En la base de las grandes dificultades anteriores se encuentra el sistema de relaciones laborales en las Administraciones que es poco dado, en general, a la autorregulación y se produce en un marco en el que domina el logro de la «paz social» y la falta de profesionalización en la negociación. Esta suele verse como un fin en sí misma por parte de algunos responsables políticos de la función pública, lo que actúa como un incentivo claro para que no se plantee un cambio en la orientación de la negociación con el fin de que prime el interés del ciudadano y del servicio. El resultado, en muchas ocasiones, es el distanciamiento entre las condiciones laborales del ámbito público y del privado, lo que se hace más evidente en periodos de crisis como el actual.
También presenta una gran dificultad la modificación de la selección de los cuerpos de funcionarios y su orientación a las competencias y habilidades para el desempeño de los puestos en la Administración, al menos los iniciales.
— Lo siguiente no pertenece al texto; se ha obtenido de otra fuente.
//! Per-instance and aggregate evaluation results.

use ndarray::ArrayView2;
use serde::Serialize;
use tracing::debug;

use crate::config::ClusteringConfig;
use crate::error::{Error, Result};
use crate::mixture::GaussianMixture;
use crate::permutation::best_permutation;

/// Clustering outcome for one graph instance.
#[derive(Debug, Clone, PartialEq, Serialize)]
pub struct InstanceReport {
    /// Position of the instance in its batch.
    pub instance: usize,
    /// Flat slot index of each evaluated sample.
    pub slots: Vec<usize>,
    /// Dense ground-truth label per sample.
    pub truth: Vec<usize>,
    /// Mixture label per sample, before relabeling.
    pub predicted: Vec<usize>,
    /// Predicted labels in ground-truth order.
    pub remapped: Vec<usize>,
    /// Entry `p` is the truth label assigned to cluster `p`.
    pub permutation: Vec<usize>,
    /// Number of mixture components.
    pub clusters: usize,
    /// Best-permutation accuracy in `[0, 1]`.
    pub accuracy: f64,
}

impl InstanceReport {
    /// Cluster `samples` into as many components as there are distinct
    /// truth labels and score the result.
    ///
    /// # Arguments
    /// - `instance`: index of the instance in its batch
    /// - `slots`: flat slot index of each sample row
    /// - `samples`: `(n, D)` embeddings
    /// - `truth`: dense label per sample
    pub fn evaluate(
        instance: usize,
        slots: Vec<usize>,
        samples: ArrayView2<'_, f64>,
        truth: Vec<usize>,
        config: &ClusteringConfig,
    ) -> Result<Self> {
        let n = samples.nrows();
        if n == 0 {
            return Err(Error::EmptyInput);
        }
        for (context, got) in [("truth labels", truth.len()), ("sample slots", slots.len())] {
            if got != n {
                return Err(Error::ShapeMismatch {
                    context,
                    expected: n,
                    got,
                });
            }
        }

        let mut distinct = truth.clone();
        distinct.sort_unstable();
        distinct.dedup();
        let k = distinct.len();

        let fit = GaussianMixture::fit(samples, k, config)?;
        let score = best_permutation(&truth, &fit.labels, k)?;
        debug!(instance, samples = n, clusters = k, accuracy = score.accuracy, "scored instance");

        Ok(Self {
            instance,
            slots,
            truth,
            predicted: fit.labels,
            remapped: score.remapped,
            permutation: score.permutation,
            clusters: k,
            accuracy: score.accuracy,
        })
    }
}

/// Results for a whole batch.
#[derive(Debug, Clone, Default, PartialEq, Serialize)]
pub struct EvaluationReport {
    pub instances: Vec<InstanceReport>,
    /// Unweighted mean of the per-instance accuracies.
    pub mean_accuracy: f64,
}

impl EvaluationReport {
    pub fn from_instances(instances: Vec<InstanceReport>) -> Self {
        let mean_accuracy = if instances.is_empty() {
            0.0
        } else {
            instances.iter().map(|r| r.accuracy).sum::<f64>() / instances.len() as f64
        };
        Self {
            instances,
            mean_accuracy,
        }
    }

    /// Concatenate reports of several batches and recompute the mean.
    pub fn merge(reports: Vec<Self>) -> Self {
        Self::from_instances(reports.into_iter().flat_map(|r| r.instances).collect())
    }

    pub fn total_samples(&self) -> usize {
        self.instances.iter().map(|r| r.truth.len()).sum()
    }

    /// Format as summary string.
    pub fn summary(&self) -> String {
        let (min, max) = self
            .instances
            .iter()
            .fold((f64::INFINITY, f64::NEG_INFINITY), |(lo, hi), r| {
                (lo.min(r.accuracy), hi.max(r.accuracy))
            });
        if self.instances.is_empty() {
            return "accuracy: n/a (n=0)".to_string();
        }
        format!(
            "accuracy: {:.4} | min: {:.4} | max: {:.4} (instances={}, samples={})",
            self.mean_accuracy,
            min,
            max,
            self.instances.len(),
            self.total_samples()
        )
    }
}
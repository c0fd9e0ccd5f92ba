//! Run configuration.
//!
//! One [`PipelineConfig`] is built per run (usually from JSON) and passed by
//! reference to everything that needs it.
//!
//! ```json
//! {
//!   "model": { "hidden_dim": 64, "num_timesteps": 20, "num_nodes": 400, "variant": "gcn_attention" },
//!   "clustering": { "em_iterations": 100, "target": "final_timestep" },
//!   "group_id_channel": 2
//! }
//! ```

use std::path::Path;

use egoflow_core::ModelConfig;
use egoflow_eval::{ClusterTarget, ClusteringConfig};
use serde::{Deserialize, Serialize};

use crate::error::{Error, Result};

/// Model, clustering and ground-truth settings of one run.
#[derive(Debug, Clone, PartialEq, Serialize, Deserialize)]
#[serde(default)]
pub struct PipelineConfig {
    pub model: ModelConfig,
    pub clustering: ClusteringConfig,
    /// Channel of the raw positions holding each node's group id
    /// (default: 2, after the two coordinates).
    pub group_id_channel: usize,
}

impl Default for PipelineConfig {
    fn default() -> Self {
        Self::new(ModelConfig::default(), ClusteringConfig::default())
    }
}

impl PipelineConfig {
    pub fn new(model: ModelConfig, clustering: ClusteringConfig) -> Self {
        Self {
            model,
            clustering,
            group_id_channel: 2,
        }
    }

    pub fn with_group_id_channel(mut self, channel: usize) -> Self {
        self.group_id_channel = channel;
        self
    }

    pub fn validate(&self) -> Result<()> {
        self.model.validate()?;
        self.clustering.validate()?;
        if let ClusterTarget::Timestep(t) = self.clustering.target {
            if t >= self.model.num_timesteps {
                return Err(Error::InvalidConfig(format!(
                    "cluster timestep {t} outside 0..{}",
                    self.model.num_timesteps
                )));
            }
        }
        Ok(())
    }

    pub fn from_json_str(json: &str) -> Result<Self> {
        let config: Self = serde_json::from_str(json)?;
        config.validate()?;
        Ok(config)
    }

    pub fn from_json_file(path: impl AsRef<Path>) -> Result<Self> {
        let text = std::fs::read_to_string(path)?;
        Self::from_json_str(&text)
    }

    pub fn to_json(&self) -> Result<String> {
        Ok(serde_json::to_string_pretty(self)?)
    }
}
Esto no se debe a la inexistencia de alternativas en diversos sectores de la función pública. Así, encontramos diversos modelos de selección en las Administraciones sanitaria, universitaria, de seguridad, de emergencias o militar o en determinados puestos o categorías en el ámbito laboral. Además, hallamos un modelo dotado de estabilidad y profesionalización -aunque incompleta al faltar algunos perfiles profesionales relacionados con la selección- en la Comisión Permanente de Selección encargada de los procesos de ingreso de los cuerpos generales y de sistemas y tecnologías de la información de la AGE que no sean A1, que representan el grueso de la oferta de empleo público de esta Administración.
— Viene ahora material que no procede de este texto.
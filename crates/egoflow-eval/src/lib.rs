//! Unsupervised evaluation of node embeddings.
//!
//! Embeddings of one graph instance are clustered with a full-covariance
//! Gaussian mixture (k-means++ seed, fixed EM iterations) and the clusters
//! are scored against ground-truth groups by best-permutation accuracy.
//!
//! ```rust,ignore
//! use egoflow_eval::{ClusteringConfig, InstanceReport};
//!
//! let report = InstanceReport::evaluate(0, slots, samples.view(), truth, &ClusteringConfig::default())?;
//! println!("{:.3}", report.accuracy);
//! ```
//!
//! # Modules
//!
//! - [`kmeans`]: k-means++ seeding and Lloyd iterations
//! - [`mixture`]: [`GaussianMixture`] and EM
//! - [`permutation`]: exhaustive relabeling search
//! - [`report`]: per-instance and batch reports

pub mod config;
pub mod error;
pub mod kmeans;
pub mod mixture;
pub mod permutation;
pub mod report;

pub use config::{ClusterTarget, ClusteringConfig};
pub use error::{Error, Result};
pub use kmeans::{kmeans, KMeansFit};
pub use mixture::{Component, GaussianMixture, MixtureFit};
pub use permutation::{best_permutation, nth_arrangement, PermutationScore, MAX_PERMUTATION_LABELS};
pub use report::{EvaluationReport, InstanceReport};
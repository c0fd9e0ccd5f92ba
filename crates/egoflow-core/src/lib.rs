//! Bookkeeping for batched dynamic graphs.
//!
//! `egoflow-core` owns everything that happens before and after a graph
//! operator touches the data: validating batch geometry, flattening the
//! ego-mask, carving out the active subgraph of a timestep, and scattering
//! results back into a fixed-size padded arena.
//!
//! # Layout contract
//!
//! Slot `n` of instance `b` always lives at flat index `b * N + n`, in the
//! mask, the features and the adjacency alike, at every timestep.
//!
//! ```text
//! ego_mask (B, T, N) --flatten--> (T, B*N)
//!                                    |
//!           features[t], adjacency[t] + row t
//!                                    |
//!                                 extract --> ActiveSubgraph { indices, features, edges }
//!                                                  |
//!                                            graph operator
//!                                                  |
//!                                 EmbeddingPlaceholder::write(t, indices, rows)
//! ```
//!
//! # Modules
//!
//! - [`batch`]: [`DynamicBatch`] and episode collation
//! - [`mask`]: [`EgoMask`] and its flat form
//! - [`subgraph`]: per-timestep active subgraph and [`EdgeIndex`]
//! - [`placeholder`]: padded arena
//! - [`config`]: [`ModelConfig`]

pub mod batch;
pub mod config;
pub mod error;
pub mod mask;
pub mod placeholder;
pub mod subgraph;

pub use batch::{densify_labels, BatchDims, DynamicBatch, GraphEpisode};
pub use config::{ModelConfig, ModelVariant};
pub use error::{Error, Result};
pub use mask::{flat_index, EgoMask, FlatMask};
pub use placeholder::EmbeddingPlaceholder;
pub use subgraph::{extract, extract_timestep, ActiveSubgraph, EdgeIndex};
En el caso de la selección las resistencias vienen originadas por la departamentalización y por el peso en el reclutamiento de las subsecretarías y de los centros de adscripción de algunos cuerpos superiores. A ellas hay que añadir consideraciones de carácter social. La vieja constatación de que en el nivel burocrático no existe selección sino cooptación no queda desmentida por los estudios recientes. Estos señalan que existe sesgo geográfico en los aprobados en las pruebas selectivas de los cuerpos superiores de la AGE al predominar los nacidos o los que han estudiado en Madrid; sesgo social, al pertenecer predominantemente a las clases media y alta; sesgo familiar, al dominar los progenitores que desempeñan funciones técnicas y directivas; y sesgo administrativo, al existir lazos familiares con la Administración pública y al ocupar puestos medios o superiores en muchos casos.
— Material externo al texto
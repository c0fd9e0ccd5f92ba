//! Property-based tests for the masking / scatter layout.
//!
//! These hold for any batch geometry and any activity pattern:
//! - the scatter writes exactly the slots the mask marks active
//! - an all-inactive timestep leaves its placeholder row at zero
//! - extract followed by an identity scatter reproduces the active features

use egoflow_core::{extract, flat_index, EgoMask, EmbeddingPlaceholder};
use ndarray::{Array2, Array3, Axis};
use proptest::prelude::*;

/// `(B, T, N)` mask plus matching `(T, B*N, D)` features and `(T, B*N, B*N)` adjacency.
fn arb_batch() -> impl Strategy<Value = (Array3<bool>, Array3<f32>, Array3<f32>)> {
    (1usize..4, 1usize..5, 1usize..6, 1usize..4).prop_flat_map(|(b, t, n, d)| {
        let slots = b * n;
        (
            prop::collection::vec(any::<bool>(), b * t * n),
            prop::collection::vec(-10.0f32..10.0, t * slots * d),
            prop::collection::vec(prop::bool::weighted(0.3), t * slots * slots),
        )
            .prop_map(move |(mask, feats, adj)| {
                let mask = Array3::from_shape_vec((b, t, n), mask).unwrap();
                let feats = Array3::from_shape_vec((t, slots, d), feats).unwrap();
                let adj = Array3::from_shape_vec((t, slots, slots), adj)
                    .unwrap()
                    .mapv(|e| if e { 1.0 } else { 0.0 });
                (mask, feats, adj)
            })
    })
}

proptest! {
    #![proptest_config(ProptestConfig::with_cases(128))]

    #[test]
    fn written_slots_equal_mask_row((mask, feats, adj) in arb_batch()) {
        let ego = EgoMask::new(mask);
        let flat = ego.flatten();
        let (t, slots, d) = feats.dim();
        let mut placeholder = EmbeddingPlaceholder::zeros(t, slots, d);

        for ti in 0..t {
            let sub = extract(
                ti,
                flat.row(ti),
                feats.index_axis(Axis(0), ti),
                adj.index_axis(Axis(0), ti),
            ).unwrap();
            if sub.is_empty() {
                continue;
            }
            placeholder.write_subgraph(&sub, sub.features.view()).unwrap();
        }

        for ti in 0..t {
            let expected = flat.active_indices(ti);
            let written = placeholder.written_indices(ti).map(<[usize]>::to_vec).unwrap_or_default();
            prop_assert_eq!(written, expected);
        }
    }

    #[test]
    fn inactive_timestep_row_stays_zero((mask, feats, adj) in arb_batch(), silent in 0usize..5) {
        let mut mask = mask;
        let t = mask.len_of(Axis(1));
        let silent = silent % t;
        mask.index_axis_mut(Axis(1), silent).fill(false);

        let flat = EgoMask::new(mask).flatten();
        let (_, slots, d) = feats.dim();
        let mut placeholder = EmbeddingPlaceholder::zeros(t, slots, d);
        for ti in 0..t {
            let sub = extract(
                ti,
                flat.row(ti),
                feats.index_axis(Axis(0), ti),
                adj.index_axis(Axis(0), ti),
            ).unwrap();
            if !sub.is_empty() {
                placeholder.write_subgraph(&sub, sub.features.view()).unwrap();
            }
        }
        prop_assert!(placeholder.written_indices(silent).is_none());
        prop_assert!(placeholder.row(silent).iter().all(|&v| v == 0.0));
    }

    #[test]
    fn identity_scatter_round_trips((mask, feats, adj) in arb_batch()) {
        let ego = EgoMask::new(mask);
        let flat = ego.flatten();
        let n = ego.nodes();
        let (t, slots, d) = feats.dim();
        let mut placeholder = EmbeddingPlaceholder::zeros(t, slots, d);

        for ti in 0..t {
            let sub = extract(
                ti,
                flat.row(ti),
                feats.index_axis(Axis(0), ti),
                adj.index_axis(Axis(0), ti),
            ).unwrap();
            prop_assert!(sub.edges.validate(sub.n_active()).is_ok());
            if !sub.is_empty() {
                placeholder.write_subgraph(&sub, sub.features.view()).unwrap();
            }
        }

        for b in 0..ego.batch_size() {
            for ti in 0..t {
                for node in 0..n {
                    let slot = flat_index(b, node, n);
                    let got = placeholder.row(ti).row(slot).to_owned();
                    if ego.is_active(b, ti, node) {
                        prop_assert_eq!(got, feats.index_axis(Axis(0), ti).row(slot).to_owned());
                    } else {
                        prop_assert_eq!(got, Array2::<f32>::zeros((1, d)).row(0).to_owned());
                    }
                }
            }
        }
    }
}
Si tenemos en cuenta el punto de llegada del proceso selectivo, el sistema actual produce situaciones inequitativas en el acceso a la función pública. Esto es debido al alto coste de la preparación de la oposición, que suele incluir el pago a un preparador, y la deficiente gestión de la información de la oferta de empleo público. Estos aspectos pueden solucionarse, aunque no sin dificultad, y deberían completarse con una línea de ayudas a determinados opositores mientras se resuelven los problemas de fondo o se cambia el modelo de selección.
Los intentos de modificar el actual sistema selectivo, especialmente en la función pública superior, es probable que choquen con la tradición corporativa de autoselección y con una opinión pública que, ante la desconfianza que suscitan las instituciones políticas y sus integrantes, recelen de que la introducción de pruebas «no objetivas» sean la puerta de entrada al clientelismo político, la politización y la corrupción. Por eso no es de extrañar que algunos altos funcionarios, aun reconociendo las disfunciones de la selección actual, afirmen que su eventual modificación sería un ejercicio delicado que no debería emprenderse salvo si existen evidencias de que es para mejorarlo.
Finalmente, otra cuestión que tampoco resulta fácil de resolver es la movilidad entre Administraciones públicas. Las propuestas que algunas veces se han realizado en el sentido de llegar a convenios entre Administraciones para fomentar el intercambio de personal entre la Administración del Estado y las autonómicas en ámbitos competenciales concurrentes como comercio, hacienda, seguridad, exteriores… es muy probable que no pasen de ahí. Se necesitaría una estrategia común acordada en la Comisión de Coordinación del Empleo Público y, posteriormente, su formalización en la Conferencia Sectorial de Administración Pública.
Los diversos acuerdos alcanzados hasta la fecha en esos órganos no mueven a la esperanza para que se pueda hablar de que la movilidad llegue a ser un hecho. Lo que existen son movimientos individuales, normalmente a puestos de libre designación. Lo usual es que las RPT se encuentren bloqueadas para otras Administraciones o sectores de una misma Administración, por lo que se suelen poner impedimentos en las RPT y en la normativa. La razón de base es que la entrada externa a esos puestos priva de las posibilidades de promoción al personal que ya existe en la Administración. De nuevo juegan factores corporativos y de negociación sindical que se anteponen, por ejemplo, a la posibilidad de atraer talento contrastado de otras Administraciones y crear así un circuito de excelencia funcionarial en nuestro país.